Amid warnings that the world is running short of fresh drinking water and that the super-powers or others may go to war to grab control of fresh water resources just as they did to grab fuel supply sources, recommendations have been made for the Sri Lankan Government to introduce tough regulations to conserve fresh water sources.
Our sister newspaper the Sunday Times reported in its front page lead story that Water Supply and Drainage Minister Dinesh Gunawardena had recommended to Cabinet that regulations be introduced to protect drinking water in rivers and canals polluted because of excessive sand mining and other factors such as the discharge of industrial effluence. In a move coinciding with Earth Day which the world marked yesterday, the Minister has also proposed the setting up of a new Department of National Community Water and a monitoring unit to ensure that contaminated or impure water is not sold by unscrupulous traders as bottled water. In recent years, investigations have revealed that hundreds of brands of bottled water have been marketed to people with impressive labels, but only a few have been approved by the Sri Lanka Standards Institution. There have been cases where wicked traders have filled bottles from roadside taps and marketed them with counterfeit labels.

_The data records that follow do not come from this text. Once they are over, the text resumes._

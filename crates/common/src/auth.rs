//! Bearer-token authentication against the user service.
//!
//! Book and cart services never decode tokens themselves. Every request's
//! token is handed to an [`Authenticator`] (normally [`HttpAuthenticator`],
//! which calls the user service's introspection endpoint) and the resolved
//! identity is stored in the request extensions by [`require_auth`].

use std::collections::HashMap;
use std::sync::Arc;

use async_trait::async_trait;
use axum::extract::{FromRequestParts, Request, State};
use axum::http::HeaderMap;
use axum::http::header::AUTHORIZATION;
use axum::http::request::Parts;
use axum::middleware::Next;
use axum::response::Response;
use serde::{Deserialize, Serialize};
use thiserror::Error;
use tokio::sync::RwLock;

use crate::envelope::ApiResponse;
use crate::error::ApiError;
use crate::types::UserId;

/// Identity of the caller as reported by the user service.
#[derive(Debug, Clone, PartialEq, Eq, Serialize, Deserialize)]
pub struct AuthenticatedUser {
    pub id: UserId,
    pub email: String,
    pub first_name: String,
    pub last_name: String,
    pub is_verified: bool,
    pub is_superuser: bool,
}

impl AuthenticatedUser {
    /// Rejects with 403 unless the caller is a superuser.
    pub fn require_superuser(&self, action: &str) -> Result<(), ApiError> {
        if self.is_superuser {
            return Ok(());
        }
        tracing::warn!(email = %self.email, action, "non-superuser attempted privileged action");
        Err(ApiError::Forbidden(
            "Not authorized to perform this action".to_string(),
        ))
    }
}

/// Authenticated caller plus the raw token, kept so it can be forwarded
/// on service-to-service calls.
#[derive(Debug, Clone)]
pub struct AuthContext {
    pub user: AuthenticatedUser,
    pub token: String,
}

/// Errors raised while authenticating a request.
#[derive(Debug, Error)]
pub enum AuthError {
    #[error("Authorization token missing")]
    MissingToken,

    #[error("Invalid user")]
    Rejected,

    #[error("User data missing in response")]
    MissingUserData,

    #[error("Auth service unavailable: {0}")]
    Unavailable(String),
}

impl From<AuthError> for ApiError {
    fn from(err: AuthError) -> Self {
        match err {
            AuthError::MissingToken | AuthError::Rejected | AuthError::MissingUserData => {
                ApiError::Unauthorized(err.to_string())
            }
            AuthError::Unavailable(_) => ApiError::Internal(err.to_string()),
        }
    }
}

/// Resolves a bearer token to the user it was issued for.
#[async_trait]
pub trait Authenticator: Send + Sync {
    async fn authenticate(&self, token: &str) -> Result<AuthenticatedUser, AuthError>;
}

/// Authenticator backed by the user service's `GET {endpoint}{token}` route.
#[derive(Debug, Clone)]
pub struct HttpAuthenticator {
    client: reqwest::Client,
    endpoint: String,
}

impl HttpAuthenticator {
    /// `endpoint` is the introspection URL prefix, e.g. `http://127.0.0.1:8000/user/`.
    pub fn new(client: reqwest::Client, endpoint: impl Into<String>) -> Self {
        Self {
            client,
            endpoint: endpoint.into(),
        }
    }
}

#[async_trait]
impl Authenticator for HttpAuthenticator {
    #[tracing::instrument(skip(self, token), fields(endpoint = %self.endpoint))]
    async fn authenticate(&self, token: &str) -> Result<AuthenticatedUser, AuthError> {
        let response = self
            .client
            .get(format!("{}{}", self.endpoint, token))
            .send()
            .await
            .map_err(|e| AuthError::Unavailable(e.to_string()))?;

        let status = response.status();
        if status.is_server_error() {
            return Err(AuthError::Unavailable(format!(
                "auth service responded with {status}"
            )));
        }
        if status.is_client_error() {
            tracing::info!(%status, "token rejected by auth service");
            return Err(AuthError::Rejected);
        }

        let envelope: ApiResponse<AuthenticatedUser> = response
            .json()
            .await
            .map_err(|e| AuthError::Unavailable(e.to_string()))?;

        envelope.data.ok_or(AuthError::MissingUserData)
    }
}

/// In-memory authenticator for tests and local wiring.
#[derive(Debug, Clone, Default)]
pub struct InMemoryAuthenticator {
    users: Arc<RwLock<HashMap<String, AuthenticatedUser>>>,
}

impl InMemoryAuthenticator {
    pub fn new() -> Self {
        Self::default()
    }

    /// Accepts `token` as a credential for `user`.
    pub async fn insert(&self, token: impl Into<String>, user: AuthenticatedUser) {
        self.users.write().await.insert(token.into(), user);
    }
}

#[async_trait]
impl Authenticator for InMemoryAuthenticator {
    async fn authenticate(&self, token: &str) -> Result<AuthenticatedUser, AuthError> {
        self.users
            .read()
            .await
            .get(token)
            .cloned()
            .ok_or(AuthError::Rejected)
    }
}

/// Extracts the token from an `Authorization` header.
///
/// Accepts both `Bearer <token>` and a bare token.
pub fn bearer_token(headers: &HeaderMap) -> Option<&str> {
    let value = headers.get(AUTHORIZATION)?.to_str().ok()?.trim();
    let token = match value.split_once(' ') {
        Some((scheme, rest)) if scheme.eq_ignore_ascii_case("bearer") => rest.trim(),
        None if value.eq_ignore_ascii_case("bearer") => "",
        _ => value,
    };
    (!token.is_empty()).then_some(token)
}

/// Middleware that authenticates every request it wraps.
///
/// ```rust,ignore
/// router.layer(axum::middleware::from_fn_with_state(authenticator, require_auth))
/// ```
pub async fn require_auth(
    State(authenticator): State<Arc<dyn Authenticator>>,
    mut request: Request,
    next: Next,
) -> Result<Response, ApiError> {
    let token = bearer_token(request.headers())
        .ok_or(AuthError::MissingToken)?
        .to_string();

    let user = authenticator.authenticate(&token).await?;
    tracing::debug!(user_id = %user.id, "request authenticated");

    request.extensions_mut().insert(AuthContext { user, token });
    Ok(next.run(request).await)
}

/// Extractor for the caller authenticated by [`require_auth`].
///
/// # Example
///
/// ```rust,ignore
/// async fn handler(CurrentUser(auth): CurrentUser) -> impl IntoResponse {
///     format!("Hello, {}!", auth.user.email)
/// }
/// ```
pub struct CurrentUser(pub AuthContext);

impl<S> FromRequestParts<S> for CurrentUser
where
    S: Send + Sync,
{
    type Rejection = ApiError;

    async fn from_request_parts(parts: &mut Parts, _state: &S) -> Result<Self, Self::Rejection> {
        parts
            .extensions
            .get::<AuthContext>()
            .cloned()
            .map(Self)
            .ok_or_else(|| ApiError::Unauthorized("Authentication required".to_string()))
    }
}

#[cfg(test)]
mod tests {
    use axum::http::{HeaderValue, StatusCode};

    use super::*;

    fn headers_with(value: &str) -> HeaderMap {
        let mut headers = HeaderMap::new();
        headers.insert(AUTHORIZATION, HeaderValue::from_str(value).unwrap());
        headers
    }

    fn superuser() -> AuthenticatedUser {
        AuthenticatedUser {
            id: UserId::new(1),
            email: "admin@example.com".to_string(),
            first_name: "Ada".to_string(),
            last_name: "Admin".to_string(),
            is_verified: true,
            is_superuser: true,
        }
    }

    #[test]
    fn test_bearer_prefix_is_stripped() {
        let headers = headers_with("Bearer abc.def.ghi");
        assert_eq!(bearer_token(&headers), Some("abc.def.ghi"));
    }

    #[test]
    fn test_bare_token_is_accepted() {
        let headers = headers_with("abc.def.ghi");
        assert_eq!(bearer_token(&headers), Some("abc.def.ghi"));
    }

    #[test]
    fn test_missing_or_empty_header() {
        assert_eq!(bearer_token(&HeaderMap::new()), None);
        assert_eq!(bearer_token(&headers_with("Bearer ")), None);
    }

    #[test]
    fn test_require_superuser() {
        let mut user = superuser();
        assert!(user.require_superuser("create book").is_ok());

        user.is_superuser = false;
        let err = user.require_superuser("create book").unwrap_err();
        assert_eq!(err.status(), StatusCode::FORBIDDEN);
    }

    #[tokio::test]
    async fn test_in_memory_authenticator() {
        let auth = InMemoryAuthenticator::new();
        auth.insert("good", superuser()).await;

        assert_eq!(auth.authenticate("good").await.unwrap().id, UserId::new(1));
        assert!(matches!(
            auth.authenticate("bad").await,
            Err(AuthError::Rejected)
        ));
    }

    #[test]
    fn test_auth_error_status_mapping() {
        assert_eq!(
            ApiError::from(AuthError::MissingToken).status(),
            StatusCode::UNAUTHORIZED
        );
        assert_eq!(
            ApiError::from(AuthError::Unavailable("down".into())).status(),
            StatusCode::INTERNAL_SERVER_ERROR
        );
    }
}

The minister warned that if the tough regulations were not effectively implemented, Sri Lanka may soon face a clean drinking water crisis. Independent analysts say that if this happens, while millions of people are already overloaded with an unpalatable cost of living and other serious problems, the boast about Sri Lanka becoming the miracle of Asia will be more of a mirage.
The Minister says the main aim of the new Department of National Community Water will be to ensure supply of pure and adequate drinking water and basic health facilities for all, especially the rural communities. It will also set up a mechanism to conserve water sources and protect catchments areas. While the Government acts urgently and effectively on the Minister’s recommendations, the people themselves need to save water and stop wasting it.
There are many ways in which the common people could save water not just to reduce their water bills but more so to help our country at a time of crisis. When washing our hands, plates or other utensils, we need not open the tap fully. We could also reduce our daily shower/bath time though we are going through one of the hottest periods which is attributed to global warming. We also need to be more enterprising and work out a system, as many have done, to divert the bath-water or water from the washing sink to the cistern in the toilet commode. Another way of saving water is the process of rainwater harvesting, which we could learn to do by contacting agencies involved in this. It will be much in line with King Parakramabahu’s plea that every drop of rainwater should be made use of. Just because we freely get it from the sky, we should not be wishy-washy and freely waste the rainwater.
In addition we should not use purified water for washing vehicles or to water plants, but we need to innovate other ways of attending to such tasks.
With global warming drastically changing weather patterns and bringing about long drought periods, Sri Lanka, though being an island paradise with six major rivers must not be complacent. We need to act fast before we drown in a water crisis.